L’air se rafraîchit lentement, à mesure que le soleil descend derrière les montagnes. Nous entreprenons de collecter du bois et bientôt, un joyeux feu de camp brûle au milieu de notre « cuisine » improvisée. Assis à même le sol, bercés par le crépitement du feu, nous dévorons nos pâtes devant le spectacle du soleil couchant rosissant les sommets enneigés. Un tapis de petites fleurs blanches, douces comme du coton, s’étale autour de nous. Juan me regarde et me dit « Tu ne peux pas dire que je ne t’emmène jamais nul part » Et de fait, à ce moment je suis certaine qu’aucun restaurant cinq étoiles au monde ne peut rivaliser avec la vue qui s’offre à nous.

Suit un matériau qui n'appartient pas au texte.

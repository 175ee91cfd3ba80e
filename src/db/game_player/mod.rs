// GamePlayer repository: per-game rosters and elimination bookkeeping.

mod create;
mod read;
mod update;

use sqlx::PgPool;

/// GamePlayer repository (wraps the Postgres pool).
#[derive(Clone)]
pub struct GamePlayerRepository {
    pub(crate) pool: PgPool,
}

impl GamePlayerRepository {
    pub fn new(pool: PgPool) -> Self {
        Self { pool }
    }
}
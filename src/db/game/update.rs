use chrono::{DateTime, Utc};
use uuid::Uuid;

use super::GameRepository;
use crate::errors::AppError;

impl GameRepository {
    /// Compare-and-set `scheduled -> pre_game`. The WHERE clause on status is
    /// the fence that keeps concurrent sweeps from double-starting a game.
    pub async fn try_begin(&self, game_id: Uuid) -> Result<bool, AppError> {
        let result = sqlx::query(
            "UPDATE games SET status = 'pre_game'
             WHERE id = $1 AND status = 'scheduled'",
        )
        .bind(game_id)
        .execute(&self.pool)
        .await?;
        Ok(result.rows_affected() == 1)
    }

    /// Expire scheduled games that missed their start past the grace window.
    pub async fn expire_overdue(&self, cutoff: DateTime<Utc>) -> Result<u64, AppError> {
        let result = sqlx::query(
            "UPDATE games SET status = 'expired'
             WHERE status = 'scheduled' AND start_at < $1",
        )
        .bind(cutoff)
        .execute(&self.pool)
        .await?;
        Ok(result.rows_affected())
    }

    pub async fn mark_in_progress(&self, game_id: Uuid) -> Result<(), AppError> {
        sqlx::query("UPDATE games SET status = 'in_progress' WHERE id = $1")
            .bind(game_id)
            .execute(&self.pool)
            .await?;
        Ok(())
    }

    pub async fn set_question_index(&self, game_id: Uuid, index: i32) -> Result<(), AppError> {
        sqlx::query("UPDATE games SET current_question_index = $2 WHERE id = $1")
            .bind(game_id)
            .bind(index)
            .execute(&self.pool)
            .await?;
        Ok(())
    }

    pub async fn finish(
        &self,
        game_id: Uuid,
        winner_count: i32,
        ended_at: DateTime<Utc>,
    ) -> Result<(), AppError> {
        sqlx::query(
            "UPDATE games SET status = 'finished', winner_count = $2, ended_at = $3
             WHERE id = $1",
        )
        .bind(game_id)
        .bind(winner_count)
        .bind(ended_at)
        .execute(&self.pool)
        .await?;
        Ok(())
    }

    pub async fn cancel(&self, game_id: Uuid) -> Result<(), AppError> {
        sqlx::query(
            "UPDATE games SET status = 'cancelled', ended_at = now()
             WHERE id = $1 AND status NOT IN ('finished', 'cancelled')",
        )
        .bind(game_id)
        .execute(&self.pool)
        .await?;
        Ok(())
    }

    /// Pull a scheduled game's start forward to now (admin start-now).
    pub async fn reschedule_now(&self, game_id: Uuid) -> Result<bool, AppError> {
        let result = sqlx::query(
            "UPDATE games SET start_at = now()
             WHERE id = $1 AND status = 'scheduled'",
        )
        .bind(game_id)
        .execute(&self.pool)
        .await?;
        Ok(result.rows_affected() == 1)
    }
}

Nous nous glissons finalement dans notre tente, fatigués et prêts pour une bonne nuit de sommeil. Ma paranoïa des ours se réveille cependant. Nous sommes au milieu de nul part, seuls… et si nous étions attaqué ? L’histoire de ce jeune français ayant récemment été tué dans le Yukon me trotte dans la tête. Je me sens un peu stupide mais ne peut m’empêcher de penser que l’endroit est bien isolé. Juanito, bien décidé à calmer mes angoisses imaginaires, s’empare alors du vaporisateur anti ours, que nous gardons toujours à proximité, et me dit « Si ça peux te rassurer, je retire la sécurité, pour être prêt à dégainer encore plus vite ». Et s’étant exercé a ce jeu à plusieurs reprise comme conseillé sur le produit, il joint le geste à la parole. Erreur monumentale !!! Cette fois-ci, un léger (très léger) « psshhhit » s’échappe de la bombe. Pendant 1/4 de seconde, nous nous marrons comme des gamins. Puis tout s’enchaine très vite. Je vois Juan devenir rouge tomate et plonger sur l’une des ouvertures de la tente, l’ouvrir à toute vitesse et s’éjecter à l’extérieur comme un diable hors de sa boite. 1 seconde plus tard, je comprend pourquoi : soudain, je suffoque, mon nez est brûlant et je n’arrive plus à respirer. Je me propulse à mon tour à l’extérieur par l’autre côte et cherche en vain à retrouver mon souffle. Mes yeux pleurent, l’air se refuse à pénétrer mes poumons, ma gorge est complètement bloquée. Mon premier réflexe est de paniquer, mais très vite, je me calme et tente au contraire de me relaxer le plus possible pour détendre ce nœud terrible qui m’empêche de respirer. D’un coup, le nœud se relâche et l’air pénètre enfin dans ma poitrine. Ma gorge, mes yeux, mon nez me brûlent mais je ne suffoque plus. Je regarde Juan, qui est dans le même état. Pleurant et toussant, nous partons dans un fou rire incontrôlable…

Il nous faudra attendre plusieurs heures avant de pouvoir réintégrer la tente. Juan a du produit sur la main, qui lui brûle la peau et nous entreprenons de laver les dégâts avec nos réserves d’eau. Il se sent également un peu malade. Inquiète, je le surveille et me refuse à dormir avant d’être certaine que tout va bien.

Des pneus crissent sur les graviers la lumière de phares éclaire soudain l’intérieur de notre tente. Nous sortons pour tomber nez a nez avec deux petites françaises, Flo et Pauline, qui nous expliquent être en roadtrip de plusieurs mois autour du Canada et des Etats-Unis. Elles installent leur van un peu plus haut, près de nos vélos. Nous réussissons finalement à nous endormir, bien agités.

Lorsque nous nous réveillons le lendemain matin, une légère couche de glace recouvre la tente ainsi que nos affaires, abandonnées à l’extérieur pour la nuit. Il fait -5ºC. Nous ravivons le feu et nos mains glacées s’affairent à préparer le petit déjeuner. La lumière du petit matin glisse doucement le long de la montagne et vient finalement faire fondre la fine pellicule de gel. Dans un ballet rituel, nous emballons nos affaires. Pendant que je discute avec Pauline et Flo, Juan bataille avec l’une des sardines de notre tente, enfoncée profondément dans une racine qui refuse de libérer sa proie.

Un peu fatigués par notre nuit agitée, nous rebroussons chemin et retrouvons la route, pour engloutir les derniers 45km avant la ville de Haines Junction.